Mesenchyme forkhead 1 (FoxC2) is an epithelial–mesenchymal transition (EMT)-inducing factor. Previous studies have demonstrated that FoxC2 binds directly to the promoter region of p120-catenin (p120ctn). The aim of this study was to investigate the clinical significance of FoxC2 expression and the inter-relationship between FoxC2 and p120ctn, in gastric cancer.
Methods and results
Immunohistochemistry was used to examine the expression of FoxC2 and p120ctn proteins in 325 gastric cancer samples. Staining for FoxC2 in cancer tissues was markedly stronger than in normal tissues. High FoxC2 expression was associated significantly with differentiation, invasion depth, lymph node metastasis and tumour stage. Patients with high FoxC2 expression or low p120ctn expression had a poor prognosis. In the high p120ctn expression group, the prognosis for patients with low FoxC2 expression was better than for the high FoxC2 group.
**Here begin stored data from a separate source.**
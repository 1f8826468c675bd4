// ABOUTME: Bounded key -> value directory used for destination pools and service endpoints
//
// Inserts fail with a capacity error once the directory is full instead of
// silently dropping the row. Keys are unique: a second insert of the same key
// is rejected, so a lookup always sees the first value inserted for that key.

use std::collections::HashMap;

use thiserror::Error;

/// Errors returned when a directory row cannot be added
#[derive(Debug, Clone, PartialEq, Eq, Error)]
pub enum DirectoryError {
    /// Directory already holds `capacity` rows
    #[error("Directory full: capacity {capacity}, rejected key '{key}'")]
    CapacityExceeded {
        /// Fixed capacity of the directory
        capacity: usize,
        /// Key that could not be inserted
        key: String,
    },

    /// Key is already present
    #[error("Key already present: '{0}'")]
    DuplicateKey(String),
}

/// String-keyed association table with an optional fixed capacity
#[derive(Debug, Clone)]
pub struct Directory<V> {
    entries: HashMap<String, V>,
    capacity: Option<usize>,
}

impl<V> Directory<V> {
    /// Create a directory; `None` means it may grow without bound
    pub fn new(capacity: Option<usize>) -> Self {
        Self {
            entries: HashMap::with_capacity(capacity.unwrap_or_default()),
            capacity,
        }
    }

    /// Directory with no capacity limit
    pub fn unbounded() -> Self {
        Self::new(None)
    }

    /// Add a row, copying `key`
    ///
    /// Fails without touching the directory when it is full or the key exists.
    pub fn insert(&mut self, key: &str, value: V) -> Result<(), DirectoryError> {
        if self.entries.contains_key(key) {
            return Err(DirectoryError::DuplicateKey(key.to_string()));
        }
        self.check_capacity(key)?;
        self.entries.insert(key.to_string(), value);
        Ok(())
    }

    /// Replace the value for an existing key, or add a new row if there is room
    ///
    /// Returns the previous value when the key was already present.
    pub fn upsert(&mut self, key: &str, value: V) -> Result<Option<V>, DirectoryError> {
        if let Some(slot) = self.entries.get_mut(key) {
            return Ok(Some(std::mem::replace(slot, value)));
        }
        self.check_capacity(key)?;
        self.entries.insert(key.to_string(), value);
        Ok(None)
    }

    /// Value stored for `key`, if any
    pub fn lookup_first(&self, key: &str) -> Option<&V> {
        self.entries.get(key)
    }

    /// Drop the row for `key`, freeing its capacity slot
    pub fn remove(&mut self, key: &str) -> Option<V> {
        self.entries.remove(key)
    }

    /// Number of rows
    pub fn len(&self) -> usize {
        self.entries.len()
    }

    /// True when the directory has no rows
    pub fn is_empty(&self) -> bool {
        self.entries.is_empty()
    }

    /// Iterate over all rows in arbitrary order
    pub fn iter(&self) -> impl Iterator<Item = (&str, &V)> {
        self.entries.iter().map(|(k, v)| (k.as_str(), v))
    }

    fn check_capacity(&self, key: &str) -> Result<(), DirectoryError> {
        match self.capacity {
            Some(capacity) if self.entries.len() >= capacity => {
                Err(DirectoryError::CapacityExceeded {
                    capacity,
                    key: key.to_string(),
                })
            }
            _ => Ok(()),
        }
    }
}

impl<V> Default for Directory<V> {
    fn default() -> Self {
        Self::unbounded()
    }
}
Moreover, stepwise Cox regression showed that p120ctn was an independent prognostic factor, but FoxC2 in combination with p120ctn was not correlated significantly with survival.
We found that FoxC2 and p120ctn play important roles in the progression and prognosis of gastric cancer. Moreover, FoxC2 and p120ctn should be evaluated further as novel biomarkers and therapeutic targets for gastric cancer treatment.